Please retype, character for character, the portion of the entries below that runs from the line containing "assert!(decider.asked.is_empty());" to the last line.

┄┄┄┄┄┄┄┄┄┄

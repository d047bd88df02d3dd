//! Batch driver over a directory of mixed inputs.

mod common;

use std::path::{Path, PathBuf};

use common::{PageSpec, WATERMARK, build_bytes, build_epub, manga_page, operations};
use mangaclean::{
    BatchOptions, CropMode, Document, FileOutcome, FileSummary, FixedPolicy, PolicyDecider, Preview,
    run_batch,
};

const TALL: [i64; 4] = [0, 0, 1000, 1500];

/// Answers with a fixed mode and records every question it was asked.
struct RecordingDecider {
    answer: CropMode,
    asked: Vec<(PathBuf, Option<usize>, usize)>,
}

impl PolicyDecider for RecordingDecider {
    fn propose_policy(&mut self, preview: Option<&Preview>, file: &Path, batch_len: usize) -> CropMode {
        self.asked
            .push((file.to_path_buf(), preview.map(|p| p.page_index), batch_len));
        self.answer
    }
}

fn narrow_manga() -> Vec<u8> {
    build_bytes(&[
        manga_page("Im0", 800, 1440).with_media_box(TALL),
        manga_page("Im1", 800, 1440).with_media_box(TALL),
        PageSpec::text(WATERMARK).with_media_box(TALL),
    ])
}

#[test]
fn mixed_directory_is_processed_past_failures() {
    let dir = tempfile::tempdir().unwrap();
    let root = dir.path();
    std::fs::write(root.join("a.pdf"), narrow_manga()).unwrap();
    std::fs::write(root.join("b.epub"), build_epub()).unwrap();
    std::fs::write(root.join("broken.pdf"), b"not a pdf").unwrap();
    std::fs::write(root.join("c.pdf"), narrow_manga()).unwrap();
    std::fs::write(root.join("cover.png"), b"").unwrap();
    let notes = root.join("notes.txt");
    std::fs::write(&notes, b"").unwrap();

    let mut decider = RecordingDecider {
        answer: CropMode::FitWidth,
        asked: Vec::new(),
    };
    let summary = run_batch(
        &[root.to_path_buf(), notes, root.join("missing.pdf")],
        &BatchOptions::default(),
        &mut decider,
    );

    assert_eq!(summary.cleaned(), 3);
    assert_eq!(summary.failed(), 2);
    assert_eq!(summary.skipped(), 1);
    assert_eq!(summary.mode, Some(CropMode::FitWidth));

    // Asked once, for the first PDF; after pruning it has two pages, so the
    // preview is the last one.
    assert_eq!(decider.asked, [(root.join("a.pdf"), Some(1), 4)]);

    for name in ["a_clean.pdf", "c_clean.pdf"] {
        let doc = Document::open_file(root.join(name)).unwrap();
        // The watermark-only filler page is gone.
        assert_eq!(doc.page_count(), 2);
        let ops = operations(&doc.page_content(1).unwrap());
        assert_eq!(ops[1].1, [1000.0, 0.0, 0.0, 1800.0, 0.0, -150.0]);
    }
    assert!(root.join("b_clean.epub").is_file());
    assert!(!root.join("broken_clean.pdf").exists());

    let epub = summary
        .outcomes
        .iter()
        .find_map(|o| match o {
            FileOutcome::Cleaned {
                summary: FileSummary::Epub(report),
                ..
            } => Some(report.clone()),
            _ => None,
        })
        .unwrap();
    assert_eq!(epub.resources_cleaned, 1);
}

#[test]
fn fixed_mode_never_asks() {
    let dir = tempfile::tempdir().unwrap();
    let input = dir.path().join("vol.pdf");
    std::fs::write(&input, narrow_manga()).unwrap();
    let out_dir = dir.path().join("out");

    let options = BatchOptions {
        output_dir: Some(out_dir.clone()),
        mode: Some(CropMode::Skip),
        ..BatchOptions::default()
    };
    let mut decider = RecordingDecider {
        answer: CropMode::Stretch,
        asked: Vec::new(),
    };
    let summary = run_batch(&[input], &options, &mut decider);
    assert!(decider.asked.is_empty());
    assert_eq!(summary.cleaned(), 1);

    match &summary.outcomes[0] {
        FileOutcome::Cleaned {
            output,
            summary: FileSummary::Pdf { report, resized },
            ..
        } => {
            assert_eq!(output, &out_dir.join("vol_clean.pdf"));
            assert_eq!(*resized, 0);
            assert_eq!(report.removed, [2]);
        }
        other => panic!("unexpected outcome {other:?}"),
    }
}

#[test]
fn documents_that_fill_the_page_do_not_settle_the_mode() {
    let dir = tempfile::tempdir().unwrap();
    let full = dir.path().join("a.pdf");
    let narrow = dir.path().join("b.pdf");
    std::fs::write(
        &full,
        build_bytes(&[manga_page("Im0", 1000, 1500).with_media_box(TALL)]),
    )
    .unwrap();
    std::fs::write(&narrow, narrow_manga()).unwrap();

    let mut decider = RecordingDecider {
        answer: CropMode::CenterOnly,
        asked: Vec::new(),
    };
    let summary = run_batch(&[full, narrow.clone()], &BatchOptions::default(), &mut decider);
    assert_eq!(summary.cleaned(), 2);
    assert_eq!(decider.asked.len(), 1);
    assert_eq!(decider.asked[0].0, narrow);
}

#[test]
fn resizing_can_be_disabled() {
    let dir = tempfile::tempdir().unwrap();
    let input = dir.path().join("vol.pdf");
    std::fs::write(&input, narrow_manga()).unwrap();

    let options = BatchOptions {
        resize: false,
        ..BatchOptions::default()
    };
    let summary = run_batch(&[input], &options, &mut FixedPolicy(CropMode::FitWidth));
    assert_eq!(summary.mode, None);
    assert!(matches!(
        &summary.outcomes[0],
        FileOutcome::Cleaned {
            summary: FileSummary::Pdf { resized: 0, .. },
            ..
        }
    ));
}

┄┄┄┄┄┄┄┄┄┄

Exercise solution =>
    assert!(decider.asked.is_empty());
    assert_eq!(summary.cleaned(), 1);

    match &summary.outcomes[0] {
        FileOutcome::Cleaned {
            output,
            summary: FileSummary::Pdf { report, resized },
            ..
        } => {
            assert_eq!(output, &out_dir.join("vol_clean.pdf"));
            assert_eq!(*resized, 0);
            assert_eq!(report.removed, [2]);
        }
        other => panic!("unexpected outcome {other:?}"),
    }
}

#[test]
fn documents_that_fill_the_page_do_not_settle_the_mode() {
    let dir = tempfile::tempdir().unwrap();
    let full = dir.path().join("a.pdf");
    let narrow = dir.path().join("b.pdf");
    std::fs::write(
        &full,
        build_bytes(&[manga_page("Im0", 1000, 1500).with_media_box(TALL)]),
    )
    .unwrap();
    std::fs::write(&narrow, narrow_manga()).unwrap();

    let mut decider = RecordingDecider {
        answer: CropMode::CenterOnly,
        asked: Vec::new(),
    };
    let summary = run_batch(&[full, narrow.clone()], &BatchOptions::default(), &mut decider);
    assert_eq!(summary.cleaned(), 2);
    assert_eq!(decider.asked.len(), 1);
    assert_eq!(decider.asked[0].0, narrow);
}

#[test]
fn resizing_can_be_disabled() {
    let dir = tempfile::tempdir().unwrap();
    let input = dir.path().join("vol.pdf");
    std::fs::write(&input, narrow_manga()).unwrap();

    let options = BatchOptions {
        resize: false,
        ..BatchOptions::default()
    };
    let summary = run_batch(&[input], &options, &mut FixedPolicy(CropMode::FitWidth));
    assert_eq!(summary.mode, None);
    assert!(matches!(
        &summary.outcomes[0],
        FileOutcome::Cleaned {
            summary: FileSummary::Pdf { resized: 0, .. },
            ..
        }
    ));
}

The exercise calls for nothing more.